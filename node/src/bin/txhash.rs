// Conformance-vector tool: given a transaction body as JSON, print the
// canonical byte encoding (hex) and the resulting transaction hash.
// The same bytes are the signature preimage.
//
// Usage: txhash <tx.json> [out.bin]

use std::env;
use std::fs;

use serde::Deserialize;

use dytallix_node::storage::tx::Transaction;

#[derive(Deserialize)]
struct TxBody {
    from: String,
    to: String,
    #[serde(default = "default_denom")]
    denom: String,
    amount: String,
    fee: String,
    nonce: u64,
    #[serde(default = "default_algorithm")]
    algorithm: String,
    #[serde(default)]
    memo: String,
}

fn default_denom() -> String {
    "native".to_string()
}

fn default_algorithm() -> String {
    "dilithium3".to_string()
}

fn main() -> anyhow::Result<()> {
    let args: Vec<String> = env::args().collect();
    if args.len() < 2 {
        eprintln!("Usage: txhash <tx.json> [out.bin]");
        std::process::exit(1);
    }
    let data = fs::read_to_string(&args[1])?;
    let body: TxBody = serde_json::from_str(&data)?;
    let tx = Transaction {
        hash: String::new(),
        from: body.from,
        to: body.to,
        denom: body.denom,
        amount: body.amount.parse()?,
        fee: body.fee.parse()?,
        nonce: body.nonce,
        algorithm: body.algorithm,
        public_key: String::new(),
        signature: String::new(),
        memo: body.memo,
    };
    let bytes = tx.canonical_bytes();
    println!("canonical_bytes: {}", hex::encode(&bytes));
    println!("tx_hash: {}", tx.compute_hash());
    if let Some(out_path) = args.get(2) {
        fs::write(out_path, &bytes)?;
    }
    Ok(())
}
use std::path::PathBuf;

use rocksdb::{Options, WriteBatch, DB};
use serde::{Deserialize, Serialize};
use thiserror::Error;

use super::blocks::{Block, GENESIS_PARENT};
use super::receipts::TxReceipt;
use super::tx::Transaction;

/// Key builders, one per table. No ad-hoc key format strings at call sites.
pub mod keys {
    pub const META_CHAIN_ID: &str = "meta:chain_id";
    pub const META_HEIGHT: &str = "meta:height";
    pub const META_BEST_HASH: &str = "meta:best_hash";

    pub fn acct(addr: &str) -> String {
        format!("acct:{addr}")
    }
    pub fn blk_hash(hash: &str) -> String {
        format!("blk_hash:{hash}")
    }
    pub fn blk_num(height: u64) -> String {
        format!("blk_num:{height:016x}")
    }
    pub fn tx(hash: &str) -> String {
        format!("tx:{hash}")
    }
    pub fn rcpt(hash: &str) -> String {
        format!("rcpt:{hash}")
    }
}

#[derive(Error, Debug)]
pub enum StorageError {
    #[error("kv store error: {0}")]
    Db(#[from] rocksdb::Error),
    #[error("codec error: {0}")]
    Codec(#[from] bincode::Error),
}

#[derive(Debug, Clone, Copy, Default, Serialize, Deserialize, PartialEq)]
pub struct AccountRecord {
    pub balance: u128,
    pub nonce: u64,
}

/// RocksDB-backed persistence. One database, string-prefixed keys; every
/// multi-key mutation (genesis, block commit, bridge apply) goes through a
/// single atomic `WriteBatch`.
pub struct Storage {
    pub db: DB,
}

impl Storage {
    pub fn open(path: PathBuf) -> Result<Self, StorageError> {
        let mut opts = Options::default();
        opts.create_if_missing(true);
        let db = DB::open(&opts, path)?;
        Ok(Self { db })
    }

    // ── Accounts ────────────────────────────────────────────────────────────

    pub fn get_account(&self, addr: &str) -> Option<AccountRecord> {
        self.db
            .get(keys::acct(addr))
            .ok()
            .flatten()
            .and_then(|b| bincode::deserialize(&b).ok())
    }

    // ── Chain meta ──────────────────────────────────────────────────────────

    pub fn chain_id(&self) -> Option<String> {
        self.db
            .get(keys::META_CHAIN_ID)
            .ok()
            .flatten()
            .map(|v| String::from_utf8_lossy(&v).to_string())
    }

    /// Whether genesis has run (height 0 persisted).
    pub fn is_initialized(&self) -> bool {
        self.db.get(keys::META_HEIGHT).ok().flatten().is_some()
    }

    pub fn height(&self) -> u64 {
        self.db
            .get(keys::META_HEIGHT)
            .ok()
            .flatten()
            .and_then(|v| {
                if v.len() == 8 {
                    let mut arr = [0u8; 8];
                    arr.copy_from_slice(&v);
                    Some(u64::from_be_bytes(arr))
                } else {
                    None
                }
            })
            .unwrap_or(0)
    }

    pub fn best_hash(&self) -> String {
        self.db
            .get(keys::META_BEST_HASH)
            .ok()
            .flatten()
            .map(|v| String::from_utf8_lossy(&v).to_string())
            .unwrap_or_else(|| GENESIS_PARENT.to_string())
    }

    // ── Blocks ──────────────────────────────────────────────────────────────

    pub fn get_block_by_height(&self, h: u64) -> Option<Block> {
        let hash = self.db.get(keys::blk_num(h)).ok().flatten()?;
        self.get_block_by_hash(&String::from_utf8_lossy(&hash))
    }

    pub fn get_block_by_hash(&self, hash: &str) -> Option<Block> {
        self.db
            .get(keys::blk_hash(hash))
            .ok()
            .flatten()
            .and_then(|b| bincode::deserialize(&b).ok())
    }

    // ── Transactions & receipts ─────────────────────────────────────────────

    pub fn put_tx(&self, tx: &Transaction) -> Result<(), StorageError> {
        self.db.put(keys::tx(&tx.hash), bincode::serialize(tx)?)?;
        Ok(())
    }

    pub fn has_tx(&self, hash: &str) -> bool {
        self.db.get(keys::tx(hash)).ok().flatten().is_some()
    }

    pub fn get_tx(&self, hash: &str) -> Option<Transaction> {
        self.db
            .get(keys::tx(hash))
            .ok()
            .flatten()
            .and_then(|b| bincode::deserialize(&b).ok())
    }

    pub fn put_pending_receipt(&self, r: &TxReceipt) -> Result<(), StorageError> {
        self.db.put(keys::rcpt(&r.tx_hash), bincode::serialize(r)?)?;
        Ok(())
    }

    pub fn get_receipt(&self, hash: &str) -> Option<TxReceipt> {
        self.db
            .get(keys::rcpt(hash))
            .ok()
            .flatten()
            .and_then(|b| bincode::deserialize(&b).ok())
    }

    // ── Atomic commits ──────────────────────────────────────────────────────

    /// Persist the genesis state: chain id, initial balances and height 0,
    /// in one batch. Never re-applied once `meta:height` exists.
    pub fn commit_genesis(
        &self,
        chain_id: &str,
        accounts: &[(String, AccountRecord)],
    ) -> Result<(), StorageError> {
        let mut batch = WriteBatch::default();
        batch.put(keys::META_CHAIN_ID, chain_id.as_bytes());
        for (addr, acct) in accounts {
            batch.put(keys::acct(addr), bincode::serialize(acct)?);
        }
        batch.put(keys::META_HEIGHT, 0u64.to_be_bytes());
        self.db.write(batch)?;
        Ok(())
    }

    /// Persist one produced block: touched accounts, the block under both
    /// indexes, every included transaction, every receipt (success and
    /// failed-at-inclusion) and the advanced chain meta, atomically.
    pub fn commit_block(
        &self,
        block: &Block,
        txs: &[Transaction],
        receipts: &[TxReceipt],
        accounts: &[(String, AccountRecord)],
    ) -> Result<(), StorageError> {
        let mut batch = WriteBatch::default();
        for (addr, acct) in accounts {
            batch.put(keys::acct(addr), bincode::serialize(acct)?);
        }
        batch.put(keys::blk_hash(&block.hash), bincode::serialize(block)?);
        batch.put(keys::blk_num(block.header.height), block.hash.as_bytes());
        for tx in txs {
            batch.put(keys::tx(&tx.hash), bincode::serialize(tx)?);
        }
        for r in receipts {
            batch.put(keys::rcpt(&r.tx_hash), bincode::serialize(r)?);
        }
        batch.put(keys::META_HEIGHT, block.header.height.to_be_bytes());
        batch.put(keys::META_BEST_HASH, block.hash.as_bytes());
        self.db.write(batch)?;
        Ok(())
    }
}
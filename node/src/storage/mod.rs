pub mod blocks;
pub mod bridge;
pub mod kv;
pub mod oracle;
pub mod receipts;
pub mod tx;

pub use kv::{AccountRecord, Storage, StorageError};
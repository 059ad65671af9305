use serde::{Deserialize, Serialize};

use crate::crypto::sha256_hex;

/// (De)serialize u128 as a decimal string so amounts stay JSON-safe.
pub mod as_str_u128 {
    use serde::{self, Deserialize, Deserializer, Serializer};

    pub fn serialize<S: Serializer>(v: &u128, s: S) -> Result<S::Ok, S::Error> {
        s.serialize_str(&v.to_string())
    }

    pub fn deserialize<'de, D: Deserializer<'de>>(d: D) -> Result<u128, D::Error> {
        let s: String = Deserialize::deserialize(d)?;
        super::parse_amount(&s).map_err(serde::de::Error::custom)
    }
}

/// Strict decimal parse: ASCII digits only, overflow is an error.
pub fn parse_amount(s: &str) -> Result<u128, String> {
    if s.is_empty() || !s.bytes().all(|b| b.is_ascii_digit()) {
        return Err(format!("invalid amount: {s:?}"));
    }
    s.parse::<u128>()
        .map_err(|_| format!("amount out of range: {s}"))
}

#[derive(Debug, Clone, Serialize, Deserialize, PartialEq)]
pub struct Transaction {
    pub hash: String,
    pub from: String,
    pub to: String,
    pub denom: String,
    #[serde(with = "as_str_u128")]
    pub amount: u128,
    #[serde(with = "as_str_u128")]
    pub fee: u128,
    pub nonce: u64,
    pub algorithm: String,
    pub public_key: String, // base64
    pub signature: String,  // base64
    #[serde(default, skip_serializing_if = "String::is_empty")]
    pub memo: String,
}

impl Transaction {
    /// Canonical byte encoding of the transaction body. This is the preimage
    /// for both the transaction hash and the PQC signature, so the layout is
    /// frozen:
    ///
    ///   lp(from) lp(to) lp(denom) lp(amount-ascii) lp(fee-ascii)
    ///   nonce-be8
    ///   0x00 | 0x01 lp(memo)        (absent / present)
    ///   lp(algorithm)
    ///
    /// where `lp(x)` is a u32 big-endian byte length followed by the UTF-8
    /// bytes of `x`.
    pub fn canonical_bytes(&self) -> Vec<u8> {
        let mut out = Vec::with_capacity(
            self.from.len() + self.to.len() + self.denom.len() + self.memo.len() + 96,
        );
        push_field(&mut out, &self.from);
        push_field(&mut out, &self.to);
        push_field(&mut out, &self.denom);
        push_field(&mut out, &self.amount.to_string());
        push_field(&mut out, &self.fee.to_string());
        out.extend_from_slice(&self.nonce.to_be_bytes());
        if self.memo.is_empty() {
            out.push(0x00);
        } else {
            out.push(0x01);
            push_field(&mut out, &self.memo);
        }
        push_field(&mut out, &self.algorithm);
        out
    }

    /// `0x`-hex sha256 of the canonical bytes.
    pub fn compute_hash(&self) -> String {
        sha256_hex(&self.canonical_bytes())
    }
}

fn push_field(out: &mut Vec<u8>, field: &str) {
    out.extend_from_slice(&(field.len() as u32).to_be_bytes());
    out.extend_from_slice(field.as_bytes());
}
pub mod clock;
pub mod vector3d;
=======
Look through the records and copy down every line that holds "derive".

[ANSWER TO THIS PROBLEM]
#[derive(Deserialize)]
#[derive(Error, Debug)]
#[derive(Debug, Clone, Copy, Default, Serialize, Deserialize, PartialEq)]
#[derive(Debug, Clone, Serialize, Deserialize, PartialEq)]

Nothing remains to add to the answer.